**Exercise brief**
In the listing below, locate the line that contains "return Ok(());" and the line that contains "levels, academic years". Restate word for word those two lines and every line between them, and nothing else.

**Material to process**
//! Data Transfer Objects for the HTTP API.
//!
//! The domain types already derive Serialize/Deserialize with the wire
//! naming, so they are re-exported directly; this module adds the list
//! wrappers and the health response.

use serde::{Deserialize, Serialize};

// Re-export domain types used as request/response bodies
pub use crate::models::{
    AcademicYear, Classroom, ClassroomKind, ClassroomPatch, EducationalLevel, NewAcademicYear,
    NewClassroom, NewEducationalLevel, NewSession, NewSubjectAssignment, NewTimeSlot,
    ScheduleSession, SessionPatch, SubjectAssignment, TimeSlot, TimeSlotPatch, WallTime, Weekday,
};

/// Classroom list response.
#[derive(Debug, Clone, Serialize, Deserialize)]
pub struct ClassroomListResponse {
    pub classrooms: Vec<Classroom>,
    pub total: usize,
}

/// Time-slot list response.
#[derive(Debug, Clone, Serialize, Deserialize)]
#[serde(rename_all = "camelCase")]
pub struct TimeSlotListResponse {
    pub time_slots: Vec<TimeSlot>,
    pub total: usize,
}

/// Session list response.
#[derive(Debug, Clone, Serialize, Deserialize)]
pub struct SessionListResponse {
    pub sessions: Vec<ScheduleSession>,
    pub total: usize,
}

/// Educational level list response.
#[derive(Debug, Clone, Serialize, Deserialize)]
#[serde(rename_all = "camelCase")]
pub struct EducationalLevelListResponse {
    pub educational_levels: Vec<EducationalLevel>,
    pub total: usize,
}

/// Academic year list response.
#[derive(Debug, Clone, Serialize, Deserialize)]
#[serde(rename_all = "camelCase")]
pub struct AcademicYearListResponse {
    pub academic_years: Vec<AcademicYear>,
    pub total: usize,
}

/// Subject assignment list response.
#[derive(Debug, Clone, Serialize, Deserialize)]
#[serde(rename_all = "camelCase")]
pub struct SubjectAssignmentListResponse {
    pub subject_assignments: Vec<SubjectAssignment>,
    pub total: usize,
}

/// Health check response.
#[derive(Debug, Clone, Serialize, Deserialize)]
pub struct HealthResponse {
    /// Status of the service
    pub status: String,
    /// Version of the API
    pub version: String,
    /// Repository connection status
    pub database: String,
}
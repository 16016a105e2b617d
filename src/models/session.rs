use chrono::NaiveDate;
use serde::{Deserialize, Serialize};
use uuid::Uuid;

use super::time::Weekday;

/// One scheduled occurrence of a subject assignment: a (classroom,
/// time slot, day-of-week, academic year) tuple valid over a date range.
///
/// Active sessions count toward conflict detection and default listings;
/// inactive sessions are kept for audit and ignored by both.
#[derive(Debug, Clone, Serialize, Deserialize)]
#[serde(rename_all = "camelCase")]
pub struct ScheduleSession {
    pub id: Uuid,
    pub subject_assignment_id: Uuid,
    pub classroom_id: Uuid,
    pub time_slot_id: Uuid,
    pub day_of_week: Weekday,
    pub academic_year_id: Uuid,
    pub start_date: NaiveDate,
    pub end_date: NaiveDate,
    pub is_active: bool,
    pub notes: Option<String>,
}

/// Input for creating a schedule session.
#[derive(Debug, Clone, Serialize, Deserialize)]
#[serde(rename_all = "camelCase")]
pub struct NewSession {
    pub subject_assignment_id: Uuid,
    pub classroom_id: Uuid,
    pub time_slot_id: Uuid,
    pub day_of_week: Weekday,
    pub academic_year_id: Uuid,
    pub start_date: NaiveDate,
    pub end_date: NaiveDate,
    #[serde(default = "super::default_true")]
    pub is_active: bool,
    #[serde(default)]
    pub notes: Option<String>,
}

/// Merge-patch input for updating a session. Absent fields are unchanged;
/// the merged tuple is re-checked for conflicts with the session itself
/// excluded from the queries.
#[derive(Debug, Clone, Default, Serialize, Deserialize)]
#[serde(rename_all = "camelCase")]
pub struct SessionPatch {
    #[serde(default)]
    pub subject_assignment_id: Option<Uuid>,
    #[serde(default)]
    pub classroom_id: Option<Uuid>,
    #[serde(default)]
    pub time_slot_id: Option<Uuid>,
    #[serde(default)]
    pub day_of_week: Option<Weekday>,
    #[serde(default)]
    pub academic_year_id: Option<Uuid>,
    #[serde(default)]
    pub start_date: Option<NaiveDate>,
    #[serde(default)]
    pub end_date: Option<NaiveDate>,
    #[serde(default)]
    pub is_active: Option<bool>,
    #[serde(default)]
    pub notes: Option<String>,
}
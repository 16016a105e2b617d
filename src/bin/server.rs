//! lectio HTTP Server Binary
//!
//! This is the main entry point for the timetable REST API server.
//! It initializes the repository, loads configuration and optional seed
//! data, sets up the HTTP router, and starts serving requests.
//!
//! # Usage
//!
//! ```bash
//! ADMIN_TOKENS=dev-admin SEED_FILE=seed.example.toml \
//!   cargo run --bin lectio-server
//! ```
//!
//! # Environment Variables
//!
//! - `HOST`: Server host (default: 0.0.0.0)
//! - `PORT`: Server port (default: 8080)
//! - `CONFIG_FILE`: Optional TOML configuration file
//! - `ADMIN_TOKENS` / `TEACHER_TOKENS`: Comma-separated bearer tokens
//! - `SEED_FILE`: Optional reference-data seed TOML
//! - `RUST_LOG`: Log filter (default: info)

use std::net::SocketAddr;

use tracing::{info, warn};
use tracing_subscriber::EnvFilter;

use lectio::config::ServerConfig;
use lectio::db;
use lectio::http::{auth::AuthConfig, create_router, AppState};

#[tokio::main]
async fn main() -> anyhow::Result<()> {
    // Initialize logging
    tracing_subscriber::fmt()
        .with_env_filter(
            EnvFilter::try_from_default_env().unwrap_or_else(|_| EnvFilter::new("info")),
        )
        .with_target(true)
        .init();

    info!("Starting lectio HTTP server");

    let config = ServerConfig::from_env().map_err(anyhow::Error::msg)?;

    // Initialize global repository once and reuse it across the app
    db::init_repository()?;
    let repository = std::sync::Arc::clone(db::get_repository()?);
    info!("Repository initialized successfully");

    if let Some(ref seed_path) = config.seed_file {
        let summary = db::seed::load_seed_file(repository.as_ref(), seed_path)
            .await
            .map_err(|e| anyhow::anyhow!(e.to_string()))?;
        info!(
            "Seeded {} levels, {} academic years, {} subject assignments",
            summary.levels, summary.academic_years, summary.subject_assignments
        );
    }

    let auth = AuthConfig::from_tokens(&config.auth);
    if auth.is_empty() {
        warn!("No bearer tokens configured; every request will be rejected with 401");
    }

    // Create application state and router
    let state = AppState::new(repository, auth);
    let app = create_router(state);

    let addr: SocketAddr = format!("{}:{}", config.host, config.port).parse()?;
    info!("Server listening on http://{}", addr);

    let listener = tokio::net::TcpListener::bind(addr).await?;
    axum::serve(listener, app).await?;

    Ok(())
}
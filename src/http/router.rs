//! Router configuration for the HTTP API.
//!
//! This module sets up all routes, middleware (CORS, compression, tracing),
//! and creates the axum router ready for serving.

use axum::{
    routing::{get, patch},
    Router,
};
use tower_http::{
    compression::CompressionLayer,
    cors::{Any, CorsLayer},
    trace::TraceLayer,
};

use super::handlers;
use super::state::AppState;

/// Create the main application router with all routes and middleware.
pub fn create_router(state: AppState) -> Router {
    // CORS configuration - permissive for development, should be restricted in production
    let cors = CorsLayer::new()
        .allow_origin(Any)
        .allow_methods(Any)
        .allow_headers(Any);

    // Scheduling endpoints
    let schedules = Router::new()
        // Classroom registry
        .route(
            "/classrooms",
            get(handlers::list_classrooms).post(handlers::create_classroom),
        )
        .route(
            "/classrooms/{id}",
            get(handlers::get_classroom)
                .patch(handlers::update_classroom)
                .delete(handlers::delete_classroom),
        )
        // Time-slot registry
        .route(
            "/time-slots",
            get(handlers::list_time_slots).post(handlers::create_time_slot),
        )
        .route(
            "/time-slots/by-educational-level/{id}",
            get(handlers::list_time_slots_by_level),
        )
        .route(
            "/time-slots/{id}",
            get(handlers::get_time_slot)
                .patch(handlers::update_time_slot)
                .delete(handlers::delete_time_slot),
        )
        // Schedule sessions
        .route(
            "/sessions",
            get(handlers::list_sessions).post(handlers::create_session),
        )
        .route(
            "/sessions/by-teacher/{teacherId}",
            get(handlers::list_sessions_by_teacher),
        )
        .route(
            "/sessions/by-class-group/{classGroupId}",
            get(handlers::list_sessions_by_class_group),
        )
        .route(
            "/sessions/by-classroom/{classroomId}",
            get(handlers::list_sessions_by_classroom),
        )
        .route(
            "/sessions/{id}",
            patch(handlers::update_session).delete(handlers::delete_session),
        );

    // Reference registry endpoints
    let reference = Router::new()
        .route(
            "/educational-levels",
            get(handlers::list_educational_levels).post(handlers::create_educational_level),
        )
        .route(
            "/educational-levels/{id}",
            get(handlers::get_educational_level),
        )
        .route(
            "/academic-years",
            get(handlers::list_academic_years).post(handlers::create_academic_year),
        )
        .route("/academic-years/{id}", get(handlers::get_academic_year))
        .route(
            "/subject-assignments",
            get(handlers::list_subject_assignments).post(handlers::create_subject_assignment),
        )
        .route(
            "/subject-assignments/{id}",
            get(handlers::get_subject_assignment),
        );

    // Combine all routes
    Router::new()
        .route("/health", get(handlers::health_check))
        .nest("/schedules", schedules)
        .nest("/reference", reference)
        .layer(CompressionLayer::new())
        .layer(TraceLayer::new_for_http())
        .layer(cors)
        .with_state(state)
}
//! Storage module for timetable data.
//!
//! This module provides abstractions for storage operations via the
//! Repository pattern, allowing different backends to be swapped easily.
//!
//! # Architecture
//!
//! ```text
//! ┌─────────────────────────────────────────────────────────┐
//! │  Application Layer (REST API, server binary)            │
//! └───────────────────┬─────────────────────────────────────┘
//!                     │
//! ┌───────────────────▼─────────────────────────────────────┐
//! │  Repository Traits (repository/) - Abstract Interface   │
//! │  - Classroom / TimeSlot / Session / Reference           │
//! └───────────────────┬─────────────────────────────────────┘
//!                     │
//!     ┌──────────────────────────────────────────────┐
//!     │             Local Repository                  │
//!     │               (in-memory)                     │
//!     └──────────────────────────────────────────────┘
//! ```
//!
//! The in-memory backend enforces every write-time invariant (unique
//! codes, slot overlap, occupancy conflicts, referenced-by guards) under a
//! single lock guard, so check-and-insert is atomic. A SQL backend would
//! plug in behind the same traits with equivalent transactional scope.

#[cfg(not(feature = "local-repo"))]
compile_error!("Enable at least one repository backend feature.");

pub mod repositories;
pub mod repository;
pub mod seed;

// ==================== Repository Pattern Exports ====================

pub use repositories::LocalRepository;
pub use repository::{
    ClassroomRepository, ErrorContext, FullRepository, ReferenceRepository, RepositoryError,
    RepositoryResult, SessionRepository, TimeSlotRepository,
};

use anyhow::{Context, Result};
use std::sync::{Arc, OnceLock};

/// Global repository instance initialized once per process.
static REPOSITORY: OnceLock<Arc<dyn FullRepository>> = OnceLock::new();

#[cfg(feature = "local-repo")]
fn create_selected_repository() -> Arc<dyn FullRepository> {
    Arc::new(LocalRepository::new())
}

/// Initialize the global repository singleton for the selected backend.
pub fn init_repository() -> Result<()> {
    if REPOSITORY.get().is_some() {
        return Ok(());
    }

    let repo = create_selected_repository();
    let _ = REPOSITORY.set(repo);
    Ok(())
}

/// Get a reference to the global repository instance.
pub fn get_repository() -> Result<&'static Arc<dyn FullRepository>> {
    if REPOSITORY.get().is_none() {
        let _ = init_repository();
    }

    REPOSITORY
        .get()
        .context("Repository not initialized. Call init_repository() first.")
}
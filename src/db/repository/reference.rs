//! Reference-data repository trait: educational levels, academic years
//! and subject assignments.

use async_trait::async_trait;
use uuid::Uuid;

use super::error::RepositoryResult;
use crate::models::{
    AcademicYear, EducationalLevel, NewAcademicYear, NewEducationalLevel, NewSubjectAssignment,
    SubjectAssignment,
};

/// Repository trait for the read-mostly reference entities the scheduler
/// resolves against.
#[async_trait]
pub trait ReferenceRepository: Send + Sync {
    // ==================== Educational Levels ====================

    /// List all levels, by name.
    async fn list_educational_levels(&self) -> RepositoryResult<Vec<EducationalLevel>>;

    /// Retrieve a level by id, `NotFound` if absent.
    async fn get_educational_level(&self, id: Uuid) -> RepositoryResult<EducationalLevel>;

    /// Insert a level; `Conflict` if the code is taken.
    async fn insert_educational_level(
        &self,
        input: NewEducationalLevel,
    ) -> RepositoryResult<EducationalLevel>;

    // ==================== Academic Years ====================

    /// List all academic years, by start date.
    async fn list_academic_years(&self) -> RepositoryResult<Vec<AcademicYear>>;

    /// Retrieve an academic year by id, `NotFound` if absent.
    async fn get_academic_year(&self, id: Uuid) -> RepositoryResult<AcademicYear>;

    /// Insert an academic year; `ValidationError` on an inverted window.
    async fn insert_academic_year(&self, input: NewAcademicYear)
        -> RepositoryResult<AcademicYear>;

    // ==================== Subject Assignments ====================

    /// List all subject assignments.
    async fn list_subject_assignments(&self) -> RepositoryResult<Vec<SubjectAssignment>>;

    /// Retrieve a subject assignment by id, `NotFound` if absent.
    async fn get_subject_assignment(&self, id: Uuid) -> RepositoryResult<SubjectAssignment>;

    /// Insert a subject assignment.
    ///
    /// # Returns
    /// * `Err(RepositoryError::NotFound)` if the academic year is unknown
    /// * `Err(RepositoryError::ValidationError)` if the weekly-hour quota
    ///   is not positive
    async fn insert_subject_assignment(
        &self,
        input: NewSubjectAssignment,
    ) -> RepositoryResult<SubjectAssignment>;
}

**Task solution**
        return Ok(());
    }

    let repo = create_selected_repository();
    let _ = REPOSITORY.set(repo);
    Ok(())
}

/// Get a reference to the global repository instance.
pub fn get_repository() -> Result<&'static Arc<dyn FullRepository>> {
    if REPOSITORY.get().is_none() {
        let _ = init_repository();
    }

    REPOSITORY
        .get()
        .context("Repository not initialized. Call init_repository() first.")
}
filename src/db/repository/reference.rs
//! Reference-data repository trait: educational levels, academic years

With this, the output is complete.